[cpp-threads] Asynchronous Execution Issues

Fri Apr 24 23:56:59 BST 2009

On 4/24/09, Bjarne Stroustrup <bs at cs.tamu.edu> wrote:
> Lawrence Crowl wrote:
>
> > At the Summit meeting I took the action item of producing a proposal
> > for a simple asynchronous execution.  The idea was to facilities,
> > with an API along the lines of:
> >
> >    auto x = std::creating_async( function1 );
> >    auto y = std::caching_async( function2 );
> >    ....
> >    auto a = x.get();
> >    auto b = y.get();
> >
> > The difference between the two is that creating_async would always
> > create a new thread, while the caching_async is permitted to reuse
> > threads.  The primary operational difference is that thread-local
> > storage is reused in the latter case.
> >
> >
>
> This is great! I was about to write something along those
> lines myself (thinking that I was among those such charged -
> and seriously behind with my work as usual)

Well you asked to review my work early, so you were a little on
the hook.  :-)

> Naming is a big deal: I don't think those two names are good.

Fully agreed, but I'd rather start with a clearly bad name than a
subtly bad name.  Please send any suggestions that you might have.

> Also, I don't think the key issue is/was whether a thread might
> be reused, but whether a task might be executed on the thread
> that launched it. In that spirit, I propose the names:
>    async()   // execute somewhere
>    async_thread()  // execute on a thread different from that of the launcher

The concurrency subgroup didn't take this view.  The idea was that
the work should be able to include arbitrary synchronization, and
if the caller and the work are serialized, they cannot synchronize.

I agree that a facility to execute the work on the current thread
would be helpful, particularly in avoiding oversubscription, but
it does impose restrictions on the synchronization in the work.

> (is it async() of asynch() and why?)

It is async because without the trailing 'ronous', the ch would be
pronounced as in church.  English spelling is not ideal.

> > There are a couple of issues that make the task more difficult than
> > we thought at the time.  As a result, I have a couple of questions.
> >
> > First, consider the case of the caching_async.  Because the threads
> > may persist, we need a handle on the list of threads so that we
> > can inform a thread to die so that we destroy any thread-local
> > variables before the global variables that they reference.  So, we
> > start needing a manager object, and the whole facility is starting
> > to look too much like a thread pool.
>
> I'm not convinced that's necessary. It's up to whoever implements
> async_thread() to
>    (1) make sure that a task gets a "clean" thread (with no
>    information from previous tasks in local variables)
>    (2) a terminal error on an asynch_tread()ed tread is reflected
>    in its future and the thread is properly killed or recycled.
> I think that exposing any details of how/if/when that is done is
> against the spirit of asynch.

I am not worried about OS-level caching of threads (and many will
anyway) but specifically on the behavior of thread-local variables
as a result of calling the async function.  If the variables are
always created and destroyed, that simplifies the problem.

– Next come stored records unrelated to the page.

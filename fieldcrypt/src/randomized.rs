//! Randomized AES-256-GCM encryption.
//!
//! Every call draws a fresh 96-bit nonce from the operating system CSPRNG, so
//! encrypting the same plaintext twice yields unrelated envelopes. This is the
//! default mode and the right choice for any field that is never searched by
//! exact value.

use std::sync::Arc;

use aes_gcm::aead::{rand_core::RngCore, OsRng};

use crate::cipher::{Encryptor, GcmEnvelope, DEFAULT_PREFIX};
use crate::envelope::NONCE_LEN;
use crate::error::Error;
use crate::key_provider::KeyProvider;

/// Randomized encryptor.
///
/// # Example
///
/// ```
/// use std::sync::Arc;
/// use fieldcrypt::cipher::Encryptor;
/// use fieldcrypt::key_provider::StaticKeyProvider;
/// use fieldcrypt::randomized::RandomizedEncryptor;
///
/// # fn main() -> Result<(), fieldcrypt::Error> {
/// let provider = Arc::new(StaticKeyProvider::new("01234567890123456789012345678901").with_key_id("k1"));
/// let encryptor = RandomizedEncryptor::new(provider);
///
/// let envelope = encryptor.encrypt(b"alice@example.com")?;
/// assert!(encryptor.is_encrypted(&envelope));
/// assert_eq!(encryptor.decrypt(&envelope)?, b"alice@example.com");
/// # Ok(())
/// # }
/// ```
pub struct RandomizedEncryptor<P: KeyProvider> {
    provider: Arc<P>,
    envelope: GcmEnvelope,
}

impl<P: KeyProvider> RandomizedEncryptor<P> {
    /// Creates an encryptor with the default prefix and no AAD.
    #[must_use]
    pub fn new(provider: Arc<P>) -> Self {
        Self { provider, envelope: GcmEnvelope::default_for(DEFAULT_PREFIX) }
    }

    /// Creates an encryptor with a custom prefix and optional static AAD.
    ///
    /// # Errors
    ///
    /// Returns `Error::InvalidArgument` if the prefix is empty.
    pub fn with_options(
        provider: Arc<P>,
        prefix: impl Into<String>,
        aad: Option<Vec<u8>>,
    ) -> Result<Self, Error> {
        Ok(Self { provider, envelope: GcmEnvelope::new(prefix, aad)? })
    }
}

impl<P: KeyProvider> Encryptor for RandomizedEncryptor<P> {
    fn encrypt(&self, plaintext: &[u8]) -> Result<String, Error> {
        let mut nonce = [0u8; NONCE_LEN];
        OsRng.fill_bytes(&mut nonce);

        let key = self.provider.current_key()?;
        self.envelope.seal(key, self.provider.current_key_id(), nonce, plaintext)
    }

    fn decrypt(&self, value: &str) -> Result<Vec<u8>, Error> {
        self.envelope.open(self.provider.as_ref(), value)
    }

    fn is_encrypted(&self, value: &str) -> bool {
        self.envelope.is_encrypted(value)
    }

    fn prefix(&self) -> &str {
        self.envelope.prefix()
    }
}

impl<P: KeyProvider> Clone for RandomizedEncryptor<P> {
    fn clone(&self) -> Self {
        Self { provider: Arc::clone(&self.provider), envelope: self.envelope.clone() }
    }
}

> > I don't feel as though I have a mandate to propose anything
> > that looks like a thread pool.  Do you agree?
>
> Agreed.
>
>
> > Second, consider the case of the creating_async.  The problem here
> > is a touch more subtle.  In particular, once the working thread has
> > set its promise, it can start destroying thread-local variables.
>
> You are making too many assumptions here. My mental model is
> that the tread is clean when a task starts executing. It couldn't
> possible know about the local variables of a previous task.

I'm worried about the thread-local variables of the new thread that
does the work.  For instance,

    thread_local complicated helper;

    auto f = async( []{ return foo( &helper ); } );
    ....
    auto x = f.get();

Running the work in another thread necessarily initializes a helper
in that thread.  Suppose the destructor of complicated uses a global
variable.  When will that use occur?  In short, we have no idea.

More specifically, we know that the return happens before the get,
but have no synchronization between the destruction of helper and
the call of the code.

> > Unfortunately, we have no idea when that has or might happen.
> > That thread could be stalled immediately after providing the value.
> > The solution is to wait for thread termination before returning the
> > value from the future.  This solution implies keeping the thread as
> > part of the future so that we can wait.  We have no such mechanism.
> > So, an asynchronous execution function needs another kind of future.
> > Is such a future going beyond my mandate?
>
> Sorry to be so brief, but I am just finishing the semester, etc.,
> and I think that the solution to these problems is to specify
> simply what must be done and carefully avoid saying how it is done.

The futures we have now do not have the necessary synchronization.
I can add a future, but if adding another future type would kill
the proposal, I'd rather not do the work to define it.  This mail
is a straw poll to see if I should do the work.

-- 
Lawrence Crowl